━━━ Data for processing ━━━
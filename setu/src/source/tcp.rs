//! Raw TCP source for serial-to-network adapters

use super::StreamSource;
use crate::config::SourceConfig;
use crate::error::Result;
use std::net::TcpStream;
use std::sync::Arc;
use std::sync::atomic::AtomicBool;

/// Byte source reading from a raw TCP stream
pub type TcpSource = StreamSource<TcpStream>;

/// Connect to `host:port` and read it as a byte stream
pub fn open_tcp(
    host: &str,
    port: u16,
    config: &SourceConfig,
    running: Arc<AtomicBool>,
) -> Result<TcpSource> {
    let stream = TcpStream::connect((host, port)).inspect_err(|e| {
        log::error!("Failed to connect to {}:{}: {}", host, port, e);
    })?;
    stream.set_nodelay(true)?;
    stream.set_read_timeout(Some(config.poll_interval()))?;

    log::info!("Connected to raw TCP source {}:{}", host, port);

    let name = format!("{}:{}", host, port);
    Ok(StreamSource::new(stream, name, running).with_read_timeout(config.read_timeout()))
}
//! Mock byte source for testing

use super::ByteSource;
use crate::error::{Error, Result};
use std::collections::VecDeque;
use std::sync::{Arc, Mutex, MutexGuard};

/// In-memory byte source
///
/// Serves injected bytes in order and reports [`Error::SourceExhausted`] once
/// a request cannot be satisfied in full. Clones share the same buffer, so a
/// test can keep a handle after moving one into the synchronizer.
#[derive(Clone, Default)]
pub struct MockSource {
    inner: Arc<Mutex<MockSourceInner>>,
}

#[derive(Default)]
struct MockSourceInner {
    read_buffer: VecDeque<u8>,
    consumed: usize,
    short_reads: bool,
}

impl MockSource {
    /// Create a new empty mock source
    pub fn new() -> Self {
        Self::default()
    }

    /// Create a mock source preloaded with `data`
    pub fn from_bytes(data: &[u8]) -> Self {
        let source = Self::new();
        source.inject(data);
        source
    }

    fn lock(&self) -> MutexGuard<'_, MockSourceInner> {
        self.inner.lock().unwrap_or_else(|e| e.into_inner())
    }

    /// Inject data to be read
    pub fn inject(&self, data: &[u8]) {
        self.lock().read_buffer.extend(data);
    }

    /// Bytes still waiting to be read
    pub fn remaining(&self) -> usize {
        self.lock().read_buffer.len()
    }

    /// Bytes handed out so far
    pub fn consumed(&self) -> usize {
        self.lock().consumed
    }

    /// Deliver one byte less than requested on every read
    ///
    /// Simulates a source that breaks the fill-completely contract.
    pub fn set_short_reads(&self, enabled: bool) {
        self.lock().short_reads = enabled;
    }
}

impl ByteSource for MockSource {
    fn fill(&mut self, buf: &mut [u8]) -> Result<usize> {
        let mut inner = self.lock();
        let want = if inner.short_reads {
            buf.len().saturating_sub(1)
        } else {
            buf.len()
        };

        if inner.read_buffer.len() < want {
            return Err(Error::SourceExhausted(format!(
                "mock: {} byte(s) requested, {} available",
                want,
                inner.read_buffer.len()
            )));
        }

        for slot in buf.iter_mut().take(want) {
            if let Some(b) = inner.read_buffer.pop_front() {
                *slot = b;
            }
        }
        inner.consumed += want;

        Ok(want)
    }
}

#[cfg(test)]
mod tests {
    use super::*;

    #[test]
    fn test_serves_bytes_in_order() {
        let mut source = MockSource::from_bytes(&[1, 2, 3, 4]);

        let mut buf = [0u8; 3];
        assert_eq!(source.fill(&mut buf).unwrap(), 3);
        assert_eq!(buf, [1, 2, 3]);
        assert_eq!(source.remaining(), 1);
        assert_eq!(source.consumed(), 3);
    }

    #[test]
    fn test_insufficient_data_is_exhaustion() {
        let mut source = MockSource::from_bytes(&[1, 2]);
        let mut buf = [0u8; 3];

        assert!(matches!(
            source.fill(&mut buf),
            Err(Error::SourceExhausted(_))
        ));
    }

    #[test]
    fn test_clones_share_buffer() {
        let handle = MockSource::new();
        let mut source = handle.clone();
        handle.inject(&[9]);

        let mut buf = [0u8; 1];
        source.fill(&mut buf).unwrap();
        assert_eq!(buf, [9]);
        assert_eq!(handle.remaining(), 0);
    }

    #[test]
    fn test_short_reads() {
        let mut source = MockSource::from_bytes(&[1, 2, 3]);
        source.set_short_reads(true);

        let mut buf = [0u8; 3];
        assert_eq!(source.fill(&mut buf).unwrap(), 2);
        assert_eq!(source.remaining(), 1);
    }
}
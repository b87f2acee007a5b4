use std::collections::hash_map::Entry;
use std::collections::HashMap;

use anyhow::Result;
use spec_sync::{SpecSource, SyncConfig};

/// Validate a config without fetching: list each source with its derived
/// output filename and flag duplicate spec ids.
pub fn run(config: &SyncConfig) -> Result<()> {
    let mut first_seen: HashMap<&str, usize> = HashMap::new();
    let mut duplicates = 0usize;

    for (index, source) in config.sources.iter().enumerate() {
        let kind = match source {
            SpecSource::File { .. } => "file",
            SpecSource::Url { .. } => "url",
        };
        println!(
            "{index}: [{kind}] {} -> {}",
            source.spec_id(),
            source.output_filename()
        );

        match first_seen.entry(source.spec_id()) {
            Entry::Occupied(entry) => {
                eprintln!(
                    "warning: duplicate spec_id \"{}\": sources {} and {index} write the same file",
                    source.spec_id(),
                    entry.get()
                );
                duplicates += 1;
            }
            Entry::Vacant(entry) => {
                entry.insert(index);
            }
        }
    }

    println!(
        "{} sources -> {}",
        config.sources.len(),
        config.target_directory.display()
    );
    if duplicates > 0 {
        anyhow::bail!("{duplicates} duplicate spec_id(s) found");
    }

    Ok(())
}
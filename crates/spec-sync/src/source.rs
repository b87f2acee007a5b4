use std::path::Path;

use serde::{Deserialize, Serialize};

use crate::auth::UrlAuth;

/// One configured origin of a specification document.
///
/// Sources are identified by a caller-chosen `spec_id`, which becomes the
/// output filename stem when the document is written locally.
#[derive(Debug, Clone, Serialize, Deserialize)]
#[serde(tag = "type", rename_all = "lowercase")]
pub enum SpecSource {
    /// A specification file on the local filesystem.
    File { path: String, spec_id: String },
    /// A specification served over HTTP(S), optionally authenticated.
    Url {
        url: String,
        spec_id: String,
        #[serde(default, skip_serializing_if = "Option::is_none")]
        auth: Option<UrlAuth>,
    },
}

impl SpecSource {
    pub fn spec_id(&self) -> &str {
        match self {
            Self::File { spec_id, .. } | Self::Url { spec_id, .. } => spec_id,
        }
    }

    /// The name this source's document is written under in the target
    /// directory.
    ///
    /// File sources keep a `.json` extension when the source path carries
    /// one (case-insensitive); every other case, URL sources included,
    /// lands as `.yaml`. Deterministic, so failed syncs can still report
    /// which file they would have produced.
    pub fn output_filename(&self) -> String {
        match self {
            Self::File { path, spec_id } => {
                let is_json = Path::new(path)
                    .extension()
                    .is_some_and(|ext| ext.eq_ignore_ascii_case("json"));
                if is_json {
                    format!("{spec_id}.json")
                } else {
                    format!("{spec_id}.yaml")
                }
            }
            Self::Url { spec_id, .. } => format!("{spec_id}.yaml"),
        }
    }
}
━━━
When you have gone through the records above, say how many lines include the word "handle", and write nothing besides that number.

5